Maratone o sedute più snelle: a Chiasso non si cambia

Una mozione propone di aumentare il numero di assemblee ordinarie durante l’anno: «Gioverebbe alla qualità del dibattito e del lavoro» – Per il Municipio è no: «Il Regolamento non si modifica»
© CdT/Gabriele Putzu
Stefano Lippmann
06.07.2026 06:00

No alle «maratone» serali, sì a sedute più «snelle». Si potrebbe riassumere così la volontà espressa, ormai qualche mese fa, dai consiglieri comunali di Chiasso Luca Maghetti, Andrea Mini e Fabrizio Chiappini (PLR). Membri del Legislativo che, tramite una mozione, chiedono che venga parzialmente modificato l’articolo 17 del Regolamento comunale.

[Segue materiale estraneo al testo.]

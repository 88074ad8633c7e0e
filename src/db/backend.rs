//! Per-backend capability descriptors.
//!
//! Each supported backend registers one [`BackendDescriptor`] that knows how
//! that backend signals disconnects, deadlocks, duplicate keys and data
//! errors. The classifier and the disconnect detector only ever talk to the
//! descriptor; adding a backend means registering a new descriptor.

use crate::db::native::{NativeError, NativeErrorClass};
use once_cell::sync::Lazy;
use regex::Regex;
use std::collections::HashMap;
use std::fmt;
use std::sync::Arc;

pub const MYSQL: &str = "mysql";
pub const POSTGRESQL: &str = "postgresql";
pub const SQLITE: &str = "sqlite";
pub const DB2: &str = "ibm_db_sa";

/// Duplicate-key details extracted from a native error.
#[derive(Debug, Clone, PartialEq, Eq)]
pub struct DuplicateKey {
    pub columns: Vec<String>,
    pub value: Option<String>,
}

/// Capability set of one database backend.
pub trait BackendDescriptor: Send + Sync + fmt::Debug {
    /// Backend name as used in connection URLs (`mysql`, `postgresql`, ...).
    fn name(&self) -> &str;

    /// Whether the error means the connection itself is unusable.
    fn is_disconnect(&self, err: &NativeError) -> bool;

    fn is_deadlock(&self, err: &NativeError) -> bool;

    /// `Some` when the error is a unique-constraint violation.
    fn duplicate_key(&self, err: &NativeError) -> Option<DuplicateKey>;

    fn is_data_error(&self, _err: &NativeError) -> bool {
        false
    }

    fn is_integrity(&self, err: &NativeError) -> bool {
        err.class == NativeErrorClass::Integrity || err.sql_state_class() == Some("23")
    }
}

/// Derive column names from a unique constraint name.
///
/// Constraints named `uniq_<table>0<col1>0<col2>` list their columns after the
/// table; a `uniq_` name without columns yields none. PostgreSQL's generated `<table>_<col>_key` names yield the middle
/// part. Anything else is returned as-is.
pub fn columns_from_constraint_name(name: &str, backend: &str) -> Vec<String> {
    // MySQL 8 reports keys as `table.key`.
    let name = name.rsplit('.').next().unwrap_or(name);

    if let Some(rest) = name.strip_prefix("uniq_") {
        return rest.split('0').skip(1).map(String::from).collect();
    }

    if backend == POSTGRESQL {
        if let (Some(first), Some(last)) = (name.find('_'), name.rfind('_')) {
            if first < last {
                return vec![name[first + 1..last].to_string()];
            }
        }
    }

    vec![name.to_string()]
}

fn split_column_list(list: &str) -> Vec<String> {
    list.split(',')
        .map(|c| c.trim())
        .filter(|c| !c.is_empty())
        .map(|c| {
            let c = c.trim_matches('"').trim_matches('`');
            // SQLite reports `table.column`.
            c.rsplit('.').next().unwrap_or(c).to_string()
        })
        .collect()
}

// =============================================================================
// MySQL
// =============================================================================

static MYSQL_DUPLICATE: Lazy<Regex> = Lazy::new(|| {
    Regex::new(r"(?s)Duplicate entry '(?P<value>.*)' for key '(?P<key>[^']+)'")
        .expect("valid regex")
});

/// Client-side codes raised when the server drops the transport.
pub const MYSQL_DISCONNECT_CODES: &[i64] = &[2006, 2013, 2014, 2045, 2055];
const MYSQL_DUP_ENTRY: i64 = 1062;
const MYSQL_LOCK_DEADLOCK: i64 = 1213;
const MYSQL_DATA_CODES: &[i64] = &[1264, 1265, 1366, 1406];

#[derive(Debug, Default)]
pub struct MySqlDescriptor;

impl BackendDescriptor for MySqlDescriptor {
    fn name(&self) -> &str {
        MYSQL
    }

    fn is_disconnect(&self, err: &NativeError) -> bool {
        err.is_transport()
            || err
                .numeric_code()
                .is_some_and(|c| MYSQL_DISCONNECT_CODES.contains(&c))
    }

    fn is_deadlock(&self, err: &NativeError) -> bool {
        err.numeric_code() == Some(MYSQL_LOCK_DEADLOCK)
    }

    fn duplicate_key(&self, err: &NativeError) -> Option<DuplicateKey> {
        if err.numeric_code() != Some(MYSQL_DUP_ENTRY) {
            return None;
        }
        match MYSQL_DUPLICATE.captures(&err.message) {
            Some(caps) => Some(DuplicateKey {
                columns: columns_from_constraint_name(&caps["key"], MYSQL),
                value: Some(caps["value"].to_string()),
            }),
            None => Some(DuplicateKey {
                columns: err
                    .constraint
                    .as_deref()
                    .map(|c| columns_from_constraint_name(c, MYSQL))
                    .unwrap_or_default(),
                value: None,
            }),
        }
    }

    fn is_data_error(&self, err: &NativeError) -> bool {
        err.numeric_code()
            .is_some_and(|c| MYSQL_DATA_CODES.contains(&c))
            || err.sql_state_class() == Some("22")
    }
}

// =============================================================================
// PostgreSQL
// =============================================================================

static PG_DUPLICATE_DETAIL: Lazy<Regex> = Lazy::new(|| {
    Regex::new(r"(?s)Key \((?P<columns>.*)\)=\((?P<value>.*)\) already exists")
        .expect("valid regex")
});

const PG_UNIQUE_VIOLATION: &str = "23505";
const PG_DEADLOCK_STATES: &[&str] = &["40P01", "40001"];
const PG_SHUTDOWN_STATES: &[&str] = &["57P01", "57P02", "57P03"];

#[derive(Debug, Default)]
pub struct PostgresDescriptor;

impl BackendDescriptor for PostgresDescriptor {
    fn name(&self) -> &str {
        POSTGRESQL
    }

    fn is_disconnect(&self, err: &NativeError) -> bool {
        err.is_transport()
            || err.sql_state_class() == Some("08")
            || err
                .sql_state
                .as_deref()
                .is_some_and(|s| PG_SHUTDOWN_STATES.contains(&s))
    }

    fn is_deadlock(&self, err: &NativeError) -> bool {
        err.sql_state
            .as_deref()
            .is_some_and(|s| PG_DEADLOCK_STATES.contains(&s))
    }

    fn duplicate_key(&self, err: &NativeError) -> Option<DuplicateKey> {
        if err.sql_state.as_deref() != Some(PG_UNIQUE_VIOLATION) {
            return None;
        }
        if let Some(caps) = err
            .detail
            .as_deref()
            .and_then(|d| PG_DUPLICATE_DETAIL.captures(d))
        {
            return Some(DuplicateKey {
                columns: split_column_list(&caps["columns"]),
                value: Some(caps["value"].to_string()),
            });
        }
        Some(DuplicateKey {
            columns: err
                .constraint
                .as_deref()
                .map(|c| columns_from_constraint_name(c, POSTGRESQL))
                .unwrap_or_default(),
            value: None,
        })
    }

    fn is_data_error(&self, err: &NativeError) -> bool {
        err.sql_state_class() == Some("22")
    }
}

// =============================================================================
// SQLite
// =============================================================================

static SQLITE_UNIQUE_FAILED: Lazy<Regex> =
    Lazy::new(|| Regex::new(r"UNIQUE constraint failed: (?P<columns>.+)$").expect("valid regex"));
static SQLITE_LEGACY_NOT_UNIQUE: Lazy<Regex> = Lazy::new(|| {
    Regex::new(r"columns? (?P<columns>.+) (?:is|are) not unique").expect("valid regex")
});

const SQLITE_BUSY: i64 = 5;
const SQLITE_LOCKED: i64 = 6;
const SQLITE_TOOBIG: i64 = 18;
const SQLITE_CONSTRAINT: i64 = 19;
const SQLITE_MISMATCH: i64 = 20;
const SQLITE_CONSTRAINT_PRIMARYKEY: i64 = 1555;
const SQLITE_CONSTRAINT_UNIQUE: i64 = 2067;

/// Primary result code of a (possibly extended) SQLite code.
fn sqlite_primary_code(err: &NativeError) -> Option<i64> {
    err.numeric_code().map(|c| c & 0xff)
}

#[derive(Debug, Default)]
pub struct SqliteDescriptor;

impl BackendDescriptor for SqliteDescriptor {
    fn name(&self) -> &str {
        SQLITE
    }

    fn is_disconnect(&self, err: &NativeError) -> bool {
        err.is_transport()
    }

    fn is_deadlock(&self, err: &NativeError) -> bool {
        matches!(sqlite_primary_code(err), Some(SQLITE_BUSY | SQLITE_LOCKED))
    }

    fn duplicate_key(&self, err: &NativeError) -> Option<DuplicateKey> {
        let unique_code = matches!(
            err.numeric_code(),
            Some(SQLITE_CONSTRAINT_UNIQUE | SQLITE_CONSTRAINT_PRIMARYKEY)
        );
        let caps = SQLITE_UNIQUE_FAILED
            .captures(&err.message)
            .or_else(|| SQLITE_LEGACY_NOT_UNIQUE.captures(&err.message));

        match caps {
            Some(caps) => Some(DuplicateKey {
                columns: split_column_list(&caps["columns"]),
                value: None,
            }),
            None if unique_code => Some(DuplicateKey {
                columns: Vec::new(),
                value: None,
            }),
            None => None,
        }
    }

    fn is_data_error(&self, err: &NativeError) -> bool {
        matches!(
            sqlite_primary_code(err),
            Some(SQLITE_TOOBIG | SQLITE_MISMATCH)
        )
    }

    fn is_integrity(&self, err: &NativeError) -> bool {
        err.class == NativeErrorClass::Integrity
            || sqlite_primary_code(err) == Some(SQLITE_CONSTRAINT)
    }
}

// =============================================================================
// DB2
// =============================================================================

/// DB2 exposes only message text and SQLCODE; no pool driver exists for it,
/// so it participates in classification only.
#[derive(Debug, Default)]
pub struct Db2Descriptor;

impl BackendDescriptor for Db2Descriptor {
    fn name(&self) -> &str {
        DB2
    }

    fn is_disconnect(&self, err: &NativeError) -> bool {
        err.is_transport()
            || err.numeric_code() == Some(-30081)
            || err.message.contains("SQL30081N")
    }

    fn is_deadlock(&self, err: &NativeError) -> bool {
        err.numeric_code() == Some(-911) || err.message.contains("SQL0911N")
    }

    fn duplicate_key(&self, err: &NativeError) -> Option<DuplicateKey> {
        (err.numeric_code() == Some(-803) || err.message.contains("SQL0803N")).then(|| {
            DuplicateKey {
                columns: Vec::new(),
                value: None,
            }
        })
    }
}

// =============================================================================
// Registry
// =============================================================================

/// Descriptors keyed by backend name.
#[derive(Debug, Clone, Default)]
pub struct BackendRegistry {
    descriptors: HashMap<String, Arc<dyn BackendDescriptor>>,
}

/// Registry holding the built-in descriptors.
pub static DEFAULT_REGISTRY: Lazy<Arc<BackendRegistry>> =
    Lazy::new(|| Arc::new(BackendRegistry::with_defaults()));

impl BackendRegistry {
    /// Create a registry with no descriptors.
    pub fn empty() -> Self {
        Self::default()
    }

    /// Create a registry with the MySQL, PostgreSQL, SQLite and DB2 descriptors.
    pub fn with_defaults() -> Self {
        let mut registry = Self::empty();
        registry.register(Arc::new(MySqlDescriptor));
        registry.register(Arc::new(PostgresDescriptor));
        registry.register(Arc::new(SqliteDescriptor));
        registry.register(Arc::new(Db2Descriptor));
        registry
    }

    /// Register a descriptor, replacing any previous one with the same name.
    pub fn register(&mut self, descriptor: Arc<dyn BackendDescriptor>) {
        self.descriptors
            .insert(descriptor.name().to_string(), descriptor);
    }

    pub fn get(&self, backend: &str) -> Option<Arc<dyn BackendDescriptor>> {
        self.descriptors.get(backend).cloned()
    }

    pub fn contains(&self, backend: &str) -> bool {
        self.descriptors.contains_key(backend)
    }

    /// Registered backend names, sorted.
    pub fn names(&self) -> Vec<&str> {
        let mut names: Vec<&str> = self.descriptors.keys().map(String::as_str).collect();
        names.sort_unstable();
        names
    }
}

Tutto ruota attorno alle sedute di Consiglio comunale che, a Chiasso, salvo rare eccezioni vengono proposte due volte all’anno. «Le due sedute – scrivono i mozionanti – si concludono sempre molto tardi; di regola poi alle stesse vengono associati i soliti brindisi o per la nuova presidenza o per le feste natalizie». Tutto ciò si trasforma in «giornate lunghissime soprattutto per chi lavora e poco proficue dal profilo dell’attività politico-istituzionale». Il manifestarsi della già citate «maratone», secondo i tre consiglieri comunali, non giovano «al dibattito costruttivo», al contrario «si passano tante decisioni con una rapidità sconsolante, senza approfondimento, senza possibilità di confronto e miglioramento, il tutto con peggioramento della qualità del lavoro di tutti». All’avvicinarsi delle due sedute ordinarie – raccontano Maghetti, Mini e Chiappini – «si osserva un’intensificazione dei messaggi, il tutto con tempi brevi per indire le sedute delle rispettive commissioni, e con una grande fretta per far rientrare la relativa decisione nell’imminente Consiglio comunale». Da qui, dunque, la richiesta di passare «al regime di 4 sedute ordinarie»: vi sarebbero più «spazio e tempo per approfondimenti, verifiche e quindi in generale, oltre a diminuire questo inutile stress per le due sole sedute annue, la qualità del lavoro e del dibattito ne trarrebbe parecchio beneficio».

«Va bene così»

Dunque due o quattro sedute ordinarie all’anno? Per il Municipio l’attuale organizzazione va più che bene. Per questo motivo negli scorsi giorni ha proposto al Legislativo di non accogliere la mozione. Insomma, le sedute ordinarie restano due. «Indipendentemente da un raffronto con i regolamenti comunali dei quattro Comuni polo del cantone e degli altri Comuni del Distretto, per cui nessun Comune ticinese prevede più di due sessioni ordinarie annuali, la Legge organica comunale, in quanto testo di rango superiore vincolante prescrive due sessioni ordinarie». Al di là di queste, specifica il Municipio, «possono essere convocate tutte le sedute straordinarie di cui vi sia necessità». Si cita, a tal proposito, il capoverso 1 dell’articolo 18 del Regolamento: «Il Consiglio comunale si riunisce in sessione straordinaria se il Municipio lo ritiene opportuno; oppure se almeno un terzo dei consiglieri ne fa domanda scritta e motivata al presidente».

Nulla da fare, dunque: le sedute ordinarie – secondo il Municipio – devono rimanere due. Che si tratti di «maratone» oppure no. Un preavviso negativo, quest’ultimo, che sarà sottoposto al Legislativo nella prossima seduta prevista, salvo eccezioni, nel corso del mese di dicembre.